# Portable Electric Heaters-Safe?



## Nutmeg (Jul 5, 2008)

everyone knows that i am going to get a 'tiel now i am worried about the winter.
my dad turns off the Heater and uses the wood stove.
So i dont want my 'tiel to get sick so i was wondering if Portable Electric heaters are safe?
Surely they dont have ionizers and i can make sure there is no teflon coating or ionizers.
i was looking on the internet and found This portable electric heater something like this or other.
Nothing to take up to much room just to keep my room nice and warm im even considering in the winter to move the cage to the wood stove area.
So if anyone knows of any place i could get a good electric heater and if they are safe please let me know 
i would appreciate it very much.
Also could they dry out the skin and feathers?
I hope not. I wouldnt have the cage close to the heater at all.

http://www.homedepot.ca/webapp/wcs/...ToIt&utm_medium=Affiliate&utm_campaign=941373


----------



## atvchick95 (Sep 17, 2007)

I used one that was an older style before ioninzer and teflon coatings and it was fine 

it was a small square one (table top) size, that if it got knocked over it automatically shut off - which is a plus and that's the only kind we want to buy, but it's getting hard to find those kind. 

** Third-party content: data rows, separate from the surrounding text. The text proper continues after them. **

//! JSON serialization types for formula trees

use crate::error::{FormulaError, Result};
use crate::logic::{Arity, Letter, Logic, Token};
use crate::tree::{Formula, FormulaBuilder, NodeRef};
use serde::{Deserialize, Serialize};

/// JSON representation of a formula tree
#[derive(Debug, Clone, PartialEq, Serialize, Deserialize)]
#[serde(tag = "type")]
pub enum FormulaJson {
    Letter {
        name: char,
    },
    Constant {
        symbol: String,
    },
    Unary {
        symbol: String,
        operand: Box<FormulaJson>,
    },
    Binary {
        symbol: String,
        left: Box<FormulaJson>,
        right: Box<FormulaJson>,
    },
}

impl FormulaJson {
    pub fn from_formula(formula: &Formula) -> Self {
        FormulaJson::from_node(formula.root())
    }

    pub fn from_node(node: NodeRef<'_>) -> Self {
        let symbol = node.token().to_string();
        match (node.left(), node.right()) {
            (Some(left), Some(right)) => FormulaJson::Binary {
                symbol,
                left: Box::new(FormulaJson::from_node(left)),
                right: Box::new(FormulaJson::from_node(right)),
            },
            (None, Some(child)) | (Some(child), None) => FormulaJson::Unary {
                symbol,
                operand: Box::new(FormulaJson::from_node(child)),
            },
            (None, None) => match node.token() {
                Token::Letter(letter) => FormulaJson::Letter {
                    name: letter.symbol(),
                },
                Token::Operator(_) => FormulaJson::Constant { symbol },
            },
        }
    }

    /// Rebuild a formula, resolving every symbol against `logic`
    pub fn to_formula(&self, logic: &Logic) -> Result<Formula> {
        let mut builder = FormulaBuilder::new();
        self.push_postfix(logic, &mut builder)?;
        builder.finish()
    }

    fn push_postfix(&self, logic: &Logic, builder: &mut FormulaBuilder) -> Result<()> {
        let (symbol, arity) = match self {
            FormulaJson::Letter { name } => {
                if !logic.is_letter(*name) {
                    return Err(FormulaError::UnknownToken {
                        token: name.to_string(),
                    });
                }
                return builder.push(Token::Letter(Letter(*name)));
            }
            FormulaJson::Constant { symbol } => (symbol, Arity::Nullary),
            FormulaJson::Unary { symbol, operand } => {
                operand.push_postfix(logic, builder)?;
                (symbol, Arity::Unary)
            }
            FormulaJson::Binary {
                symbol,
                left,
                right,
            } => {
                left.push_postfix(logic, builder)?;
                right.push_postfix(logic, builder)?;
                (symbol, Arity::Binary)
            }
        };
        let op = logic
            .operators()
            .get(symbol)
            .ok_or_else(|| FormulaError::Lookup {
                symbol: symbol.clone(),
            })?;
        if op.arity != arity {
            return Err(FormulaError::UnknownToken {
                token: format!("{} used with {} operand(s)", symbol, arity.operands()),
            });
        }
        builder.push(Token::Operator(op.clone()))
    }
}

impl Formula {
    pub fn to_json_value(&self) -> Result<serde_json::Value> {
        Ok(serde_json::to_value(FormulaJson::from_formula(self))?)
    }

    pub fn to_json(&self) -> Result<String> {
        Ok(serde_json::to_string(&FormulaJson::from_formula(self))?)
    }

    pub fn from_json(input: &str, logic: &Logic) -> Result<Formula> {
        let json: FormulaJson = serde_json::from_str(input)?;
        json.to_formula(logic)
    }
}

I had it over in the corner of the birds room where the birds didn't go sitting on a small table and it kept the birds room at a nice 70 degrees all winter long. I'd got in there and sit because the front of the house was cold , and i had the heat set normally between 70 - 80 and i still sat here in jogging pants, sweat shirt, socks, covered up with a thick fleece blanket and was still cold


----------



## xxxSpikexxx (Jul 30, 2007)

I would really make sure the space heater has no teflon (poly(tetrafluoroethene) or poly(tetrafluoroethylene) (PTFE)) and would ask the company before buying it. I would like to get a hepa air filter for where my birds are but Iam having a really hard time finding one with out an ionizer


----------